Originally, consumers faced a Dec. 15 deadline to sign up for coverage effective Jan. 1 -- but that deadline was extended to last Monday after problems with HealthCare.gov surfaced. Then the White House added a 24-hour grace period because of heavy traffic at the last minute and before that was up added a "special enrollment period" for those who missed the deadline.
Yet Obama hailed the website, boasting it was now handling the necessary volume of sign-ups without crashing repeatedly and opponents vowed new assaults on the law in 2014.
By Christmas Eve, more than 1 million people had signed up. The administration had been hoping for at least double that figure.
Sen. Chuck Schumer, D-N.Y., downplayed the problems, recently saying there always are problems with complex legislation, likening "drafting errors" to bugs in software and saying the ACA will get fixed, one way or another.
Sen. Joe Manchin, D-W.Va., has suggested a "transitional year," putting off penalties against individuals who do not obtain coverage to allow the marketplace to adjust and flaws in the law to be fixed.

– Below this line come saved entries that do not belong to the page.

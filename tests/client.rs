#![cfg(unix)]

use mist::{BlockingClient, Client, Config, ErrorKind, Message, MistError, Payload};
use serde_json::json;
use std::fs;
use std::os::unix::fs::PermissionsExt;
use std::path::{Path, PathBuf};
use std::sync::{Mutex, MutexGuard};
use std::time::{Duration, Instant};
use tempfile::TempDir;

// Writing an executable while another test thread forks can make exec fail
// with ETXTBSY, so script-driven tests run one at a time.
static SERIAL: Mutex<()> = Mutex::new(());

fn serial() -> MutexGuard<'static, ()> {
    SERIAL.lock().unwrap_or_else(|e| e.into_inner())
}

fn fake_tool(dir: &TempDir, name: &str, body: &str) -> PathBuf {
    let path = dir.path().join(name);
    fs::write(&path, format!("#!/bin/sh\n{}\n", body)).unwrap();
    fs::set_permissions(&path, fs::Permissions::from_mode(0o755)).unwrap();
    path
}

fn test_config() -> Config {
    Config {
        bin_dir: None,
        bundled_dir: None,
        ..Config::default()
    }
}

fn client_for(binary: &Path, timeout: Duration) -> Client {
    Client::with_config("fake", test_config())
        .with_binary(binary)
        .with_timeout(timeout)
}

/// True once `pid` no longer names a live process.
fn is_gone(pid: i32) -> bool {
    use nix::sys::signal::kill;
    use nix::unistd::Pid;

    match kill(Pid::from_raw(pid), None) {
        Err(nix::errno::Errno::ESRCH) => true,
        _ => {
            // Killed but not yet reaped by its new parent
            fs::read_to_string(format!("/proc/{}/stat", pid))
                .map(|stat| {
                    stat.rsplit_once(") ")
                        .map(|(_, rest)| rest.starts_with('Z'))
                        .unwrap_or(false)
                })
                .unwrap_or(false)
        }
    }
}

async fn wait_gone(pid: i32) -> bool {
    for _ in 0..50 {
        if is_gone(pid) {
            return true;
        }
        tokio::time::sleep(Duration::from_millis(40)).await;
    }
    false
}

fn read_pid(path: &Path) -> i32 {
    fs::read_to_string(path).unwrap().trim().parse().unwrap()
}

#[tokio::test]
async fn test_version_is_trimmed() {
    let _guard = serial();
    let dir = TempDir::new().unwrap();
    let tool = fake_tool(
        &dir,
        "versioned",
        r#"if [ "$1" = "version" ]; then echo "  fake 1.2.3  "; else exit 9; fi"#,
    );
    let client = client_for(&tool, Duration::from_secs(5));
    assert_eq!(client.version().await.unwrap(), "fake 1.2.3");
}

#[tokio::test]
async fn test_call_passes_args_and_stdin() {
    let _guard = serial();
    let dir = TempDir::new().unwrap();
    let echo_args = fake_tool(&dir, "args", r#"echo "$@""#);
    let cat = fake_tool(&dir, "cat", "cat");

    let client = client_for(&echo_args, Duration::from_secs(5));
    assert_eq!(client.call(&["a", "b c"], None).await.unwrap(), "a b c\n");

    let client = client_for(&cat, Duration::from_secs(5));
    assert_eq!(client.call(&[], Some("hello\nworld")).await.unwrap(), "hello\nworld");
    // No input means an immediately closed stdin, not a hang
    assert_eq!(client.call(&[], None).await.unwrap(), "");
}

#[tokio::test]
async fn test_nonzero_exit_reports_stderr() {
    let _guard = serial();
    let dir = TempDir::new().unwrap();
    let loud = fake_tool(&dir, "loud", "echo 'something broke' >&2\nexit 3");
    let quiet = fake_tool(&dir, "quiet", "exit 4");

    let err = client_for(&loud, Duration::from_secs(5))
        .call(&[], None)
        .await
        .unwrap_err();
    assert_eq!(err.to_string(), "something broke");
    assert!(matches!(err, MistError::NonZeroExit { code: Some(3), .. }));

    let err = client_for(&quiet, Duration::from_secs(5))
        .send("health.ping", Payload::new(), None)
        .await
        .unwrap_err();
    assert_eq!(err.kind(), ErrorKind::NonZeroExit);
    assert_eq!(err.to_string(), "exit code 4");
}

#[tokio::test]
async fn test_missing_binary() {
    let _guard = serial();
    let client = client_for(Path::new("/nonexistent/dir/mist-tool"), Duration::from_secs(5));
    let err = client.version().await.unwrap_err();
    assert_eq!(err.kind(), ErrorKind::BinaryNotFound);
    assert!(err.to_string().contains("/nonexistent/dir/mist-tool"));

    let err = client
        .send("health.ping", Payload::new(), None)
        .await
        .unwrap_err();
    assert_eq!(err.kind(), ErrorKind::BinaryNotFound);
}

#[tokio::test]
async fn test_timeout_kills_and_reaps_tool() {
    let _guard = serial();
    let dir = TempDir::new().unwrap();
    let pidfile = dir.path().join("pid");
    let tool = fake_tool(
        &dir,
        "sleeper",
        &format!("echo $$ > '{}'\nexec sleep 10", pidfile.display()),
    );

    let start = Instant::now();
    let err = client_for(&tool, Duration::from_millis(300))
        .send("health.ping", Payload::new(), None)
        .await
        .unwrap_err();
    assert_eq!(err.kind(), ErrorKind::Timeout);
    assert_eq!(err.to_string(), "timeout after 0.3s");
    assert!(start.elapsed() < Duration::from_secs(5));
    assert!(wait_gone(read_pid(&pidfile)).await);
}

#[tokio::test]
async fn test_timeout_covers_grandchild_holding_stdout() {
    let _guard = serial();
    let dir = TempDir::new().unwrap();
    let pidfile = dir.path().join("pid");
    let tool = fake_tool(
        &dir,
        "forker",
        &format!(
            "cat > /dev/null\nsleep 10 &\necho $! > '{}'\necho '{{}}'\nexit 0",
            pidfile.display()
        ),
    );

    let start = Instant::now();
    let err = client_for(&tool, Duration::from_millis(300))
        .send("health.ping", Payload::new(), None)
        .await
        .unwrap_err();
    assert_eq!(err.kind(), ErrorKind::Timeout);
    assert!(start.elapsed() < Duration::from_secs(5));
    assert!(wait_gone(read_pid(&pidfile)).await);
}

#[tokio::test]
async fn test_timeout_with_sigterm_grace() {
    let _guard = serial();
    let dir = TempDir::new().unwrap();
    let tool = fake_tool(&dir, "stubborn", "trap '' TERM\nsleep 10");
    let config = Config {
        kill_grace_ms: 100,
        ..test_config()
    };
    let client = Client::with_config("stubborn", config)
        .with_binary(&tool)
        .with_timeout(Duration::from_millis(100));

    let start = Instant::now();
    let err = client.call(&[], None).await.unwrap_err();
    assert_eq!(err.kind(), ErrorKind::Timeout);
    assert!(start.elapsed() < Duration::from_secs(5));
}

#[tokio::test]
async fn test_empty_output_yields_default_message() {
    let _guard = serial();
    let dir = TempDir::new().unwrap();
    let tool = fake_tool(&dir, "silent", "cat > /dev/null\necho '   '");
    let response = client_for(&tool, Duration::from_secs(5))
        .send("health.ping", Payload::new(), None)
        .await
        .unwrap();
    assert_eq!(response, Message::default());
}

#[tokio::test]
async fn test_last_envelope_line_wins() {
    let _guard = serial();
    let dir = TempDir::new().unwrap();
    let tool = fake_tool(
        &dir,
        "chatty",
        r#"cat > /dev/null
echo "starting up"
echo '{"id":"first"}'
echo '{"id":"second","type":"eval.result","payload":{"score":0.5}}'
echo "done in 12ms""#,
    );
    let response = client_for(&tool, Duration::from_secs(5))
        .send("eval.run", Payload::new(), None)
        .await
        .unwrap();
    assert_eq!(response.id, "second");
    assert_eq!(response.message_type, "eval.result");
    assert_eq!(response.payload["score"], json!(0.5));
}

#[tokio::test]
async fn test_noise_only_output_is_malformed() {
    let _guard = serial();
    let dir = TempDir::new().unwrap();
    let tool = fake_tool(&dir, "noisy", "cat > /dev/null\necho 'no json here'");
    let err = client_for(&tool, Duration::from_secs(5))
        .send("health.ping", Payload::new(), None)
        .await
        .unwrap_err();
    assert_eq!(err.kind(), ErrorKind::MalformedEnvelope);
}

#[tokio::test]
async fn test_tool_receives_transport_flag() {
    let _guard = serial();
    let dir = TempDir::new().unwrap();
    let tool = fake_tool(
        &dir,
        "argdump",
        r#"cat > /dev/null
printf '{"payload":{"args":"%s"}}\n' "$*""#,
    );
    let response = client_for(&tool, Duration::from_secs(5))
        .send("health.ping", Payload::new(), None)
        .await
        .unwrap();
    assert_eq!(response.payload["args"], json!("--transport stdio"));
}

#[tokio::test]
async fn test_large_envelope_through_echo_tool() {
    let _guard = serial();
    let dir = TempDir::new().unwrap();
    let tool = fake_tool(&dir, "echo", "cat");

    let mut payload = Payload::new();
    payload.insert("blob".into(), json!("A".repeat(1024 * 1024)));
    payload.insert("n".into(), json!(9999999999999i64));
    let request = Message::new("rust", "data.entities", payload);

    let response = client_for(&tool, Duration::from_secs(10))
        .send_message(&request)
        .await
        .unwrap();
    assert_eq!(response, request);
}

#[tokio::test]
async fn test_tool_that_ignores_stdin() {
    let _guard = serial();
    let dir = TempDir::new().unwrap();
    let tool = fake_tool(&dir, "deaf", r#"echo '{"type":"health.pong"}'"#);

    let mut payload = Payload::new();
    payload.insert("blob".into(), json!("B".repeat(1024 * 1024)));
    let response = client_for(&tool, Duration::from_secs(5))
        .send("data.entities", payload, None)
        .await
        .unwrap();
    assert_eq!(response.message_type, "health.pong");
}

#[tokio::test]
async fn test_send_stamps_envelope_and_uses_source() {
    let _guard = serial();
    let dir = TempDir::new().unwrap();
    let tool = fake_tool(&dir, "echo", "cat");
    let client = client_for(&tool, Duration::from_secs(5));

    let response = client
        .send("health.ping", Payload::new(), Some("billing"))
        .await
        .unwrap();
    assert_eq!(response.source, "billing");
    assert_eq!(response.id.len(), 32);
    assert!(response.timestamp_ns > 0);

    let response = client.send("health.ping", Payload::new(), None).await.unwrap();
    assert_eq!(response.source, "rust");

    let unstamped = Client::with_config(
        "echo",
        Config {
            stamp_envelopes: false,
            ..test_config()
        },
    )
    .with_binary(&tool)
    .send("health.ping", Payload::new(), None)
    .await
    .unwrap();
    assert_eq!(unstamped.id, "");
    assert_eq!(unstamped.timestamp_ns, 0);
}

#[tokio::test]
async fn test_send_payload_typed() {
    let _guard = serial();
    let dir = TempDir::new().unwrap();
    let tool = fake_tool(&dir, "echo", "cat");
    let ping = mist::protocol::payload::HealthPing {
        from: "rust".into(),
    };
    let response = client_for(&tool, Duration::from_secs(5))
        .send_payload("health.ping", &ping, None)
        .await
        .unwrap();
    assert_eq!(response.payload["from"], json!("rust"));

    let err = client_for(&tool, Duration::from_secs(5))
        .send_payload("health.ping", &vec![1, 2], None)
        .await
        .unwrap_err();
    assert_eq!(err.kind(), ErrorKind::Protocol);
}

#[tokio::test]
async fn test_concurrent_sends_are_independent() {
    let _guard = serial();
    let dir = TempDir::new().unwrap();
    let tool = fake_tool(&dir, "echo", "cat");
    let client = client_for(&tool, Duration::from_secs(10));

    let requests: Vec<Message> = (0..8)
        .map(|i| {
            let mut payload = Payload::new();
            payload.insert("i".into(), json!(i));
            Message::new("rust", "eval.run", payload).with_id(format!("req-{}", i))
        })
        .collect();

    let responses =
        futures::future::join_all(requests.iter().map(|req| client.send_message(req))).await;
    for (request, response) in requests.iter().zip(responses) {
        let response = response.unwrap();
        assert_eq!(response.id, request.id);
        assert_eq!(response.payload, request.payload);
    }
}

#[test]
fn test_blocking_client() {
    let _guard = serial();
    let dir = TempDir::new().unwrap();
    let tool = fake_tool(&dir, "echo", r#"if [ "$1" = "version" ]; then echo v9; else cat; fi"#);
    let client = BlockingClient::from_client(client_for(&tool, Duration::from_secs(5))).unwrap();

    assert_eq!(client.version().unwrap(), "v9");
    let response = client
        .send("health.ping", Payload::new(), Some("sync"))
        .unwrap();
    assert_eq!(response.source, "sync");
    assert_eq!(response.message_type, "health.ping");
}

But University of Chicago Booth School of Business finance Professor John H. Cochrane said fixing the law is not enough.
In an op-ed piece last week published in the Wall Street Journal, Cochrane said rather than the current mash-up or adopting a single-payer system -- something some opponents of the ACA fear is inevitable as a result of the current law's perceived unworkability -- competition should be opened further.

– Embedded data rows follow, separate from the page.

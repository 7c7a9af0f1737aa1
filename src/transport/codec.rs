// Copyright 2026 BadCompany
//
// Licensed under the Apache License, Version 2.0 (the "License");
// you may not use this file except in compliance with the License.
// You may obtain a copy of the License at
//
//     http://www.apache.org/licenses/LICENSE-2.0
//
// Unless required by applicable law or agreed to in writing, software
// distributed under the License is distributed on an "AS IS" BASIS,
// WITHOUT WARRANTIES OR CONDITIONS OF ANY KIND, either express or implied.
// See the License for the specific language governing permissions and
// limitations under the License.

//! Envelope Transport Codec.
//!
//! Handles the low-level framing of MIST envelopes on byte streams: one JSON
//! object per line, terminated by `\n`. A trailing `\r` is stripped so
//! CRLF-emitting tools frame the same way. There is no length prefix.

use crate::mist_core::errors::MistError;
use crate::protocol::message::Message;
use bytes::{BufMut, Bytes, BytesMut};
use tokio_util::codec::{Decoder, Encoder};
use tracing::trace;

pub struct EnvelopeCodec {
    // Bytes already scanned for a newline in the pending buffer
    next_index: usize,
    max_length: Option<usize>,
}

impl EnvelopeCodec {
    /// Codec without a line length limit.
    #[must_use]
    pub fn new() -> Self {
        Self {
            next_index: 0,
            max_length: None,
        }
    }

    /// Codec that rejects lines longer than `max_length` bytes.
    #[must_use]
    pub fn with_max_length(max_length: usize) -> Self {
        Self {
            next_index: 0,
            max_length: Some(max_length),
        }
    }

    fn check_length(&self, len: usize) -> Result<(), MistError> {
        match self.max_length {
            Some(max) if len > max => Err(MistError::MalformedEnvelope(format!(
                "line of {} bytes exceeds limit of {} bytes",
                len, max
            ))),
            _ => Ok(()),
        }
    }
}

impl Default for EnvelopeCodec {
    fn default() -> Self {
        Self::new()
    }
}

fn finish_line(mut line: BytesMut) -> Bytes {
    if line.last() == Some(&b'\r') {
        line.truncate(line.len() - 1);
    }
    line.freeze()
}

impl Decoder for EnvelopeCodec {
    type Item = Bytes;
    type Error = MistError;

    fn decode(&mut self, src: &mut BytesMut) -> Result<Option<Self::Item>, Self::Error> {
        let start = self.next_index.min(src.len());
        match src[start..].iter().position(|b| *b == b'\n') {
            Some(offset) => {
                let end = start + offset;
                self.next_index = 0;
                self.check_length(end)?;
                let mut line = src.split_to(end + 1);
                line.truncate(end);
                trace!("Decoded line of {} bytes", end);
                Ok(Some(finish_line(line)))
            }
            None => {
                self.check_length(src.len())?;
                self.next_index = src.len();
                Ok(None)
            }
        }
    }

    fn decode_eof(&mut self, src: &mut BytesMut) -> Result<Option<Self::Item>, Self::Error> {
        match self.decode(src)? {
            Some(line) => Ok(Some(line)),
            None if src.is_empty() => Ok(None),
            None => {
                // Final line without a terminator
                self.next_index = 0;
                let line = src.split_to(src.len());
                Ok(Some(finish_line(line)))
            }
        }
    }
}

impl<'a> Encoder<&'a Message> for EnvelopeCodec {
    type Error = MistError;

    fn encode(&mut self, item: &'a Message, dst: &mut BytesMut) -> Result<(), Self::Error> {
        let body = item.encode()?;
        dst.reserve(body.len() + 1);
        dst.extend_from_slice(&body);
        dst.put_u8(b'\n');
        Ok(())
    }
}

/// Encode `message` as one newline-terminated line.
pub fn encode_line(message: &Message) -> Result<Bytes, MistError> {
    let mut buf = BytesMut::new();
    EnvelopeCodec::new().encode(message, &mut buf)?;
    Ok(buf.freeze())
}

Cochrane envisions a system where people buy health insurance when they are young with the guarantee premiums never will skyrocket, coverage cannot be canceled as a result of illness and policies are portable from job-to-job and across state lines. He said such a system "can deliver high quality, technically innovative care at much lower cost and solve the pathologies of the pre-existing system."
"While economically straightforward, liberalization is always politically hard. Innovation and cost reduction require new businesses to displace familiar, well-connected incumbents," Cochrane wrote. "Protected businesses spawn 'good jobs' for protected workers, dues for their unions, easy lives for their managers, political support for their regulators and politicians, and cushy jobs for health-policy wonks. Protection from competition allows private insurance to cross-subsidize Medicare, Medicaid and emergency rooms."

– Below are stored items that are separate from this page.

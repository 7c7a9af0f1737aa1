// Copyright 2026 BadCompany
// Licensed under the Apache License, Version 2.0

#![no_main]

use bytes::BytesMut;
use libfuzzer_sys::fuzz_target;
use mist::transport::codec::EnvelopeCodec;
use mist::transport::ResponseSelector;
use mist::mist_core::constants::limits;
use tokio_util::codec::Decoder;

fuzz_target!(|data: &[u8]| {
    // Any byte sequence must frame without panicking, and every yielded
    // line must be newline-free.
    let mut codec = EnvelopeCodec::with_max_length(limits::MAX_LINE_BYTES);
    let mut buffer = BytesMut::from(data);
    let mut selector = ResponseSelector::new();

    loop {
        match codec.decode_eof(&mut buffer) {
            Ok(Some(line)) => {
                assert!(!line.contains(&b'\n'));
                selector.feed(line);
            }
            Ok(None) | Err(_) => break,
        }
    }

    let _ = selector.finish().into_message();
});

The ACA is supposed to have an impact on medical costs. In the third quarter, however, revised figures indicate spending on healthcare services grew at an annual pace of 2.7 percent, not the originally estimated 0.9 percent.
With higher deductibles and co-pays, the ACA is supposed to turn Americans into more discerning medical care shoppers. But the question of how they're supposed to do that is unresolved since few doctors, hospitals and other medical providers have price lists, and queries are often met with no specifics and answers indicating the prices vary by insurance company and policies within those companies.
The latest Kaiser Foundation tracking poll finds 61 percent of the 1,206 adults polled Dec. 10-15 said they think the ACA caused many people to lose coverage and 57 percent said it increased the federal budget deficit.
Only 34 percent said they had a favorable view of the ACA while 48 percent gave it a thumbs down. Of those who have a negative view of the ACA, 23 percent cited costs, 18 percent opposed the individual mandate, 13 percent objected to government involvement, 7 percent cited the sign-up process, 7 percent objected to subsidies, 6 percent decried policy cancellations and 6 percent didn't understand what the law is supposed to do.
Forty-two percent said the ACA should be repealed while 43 percent want to see it expanded.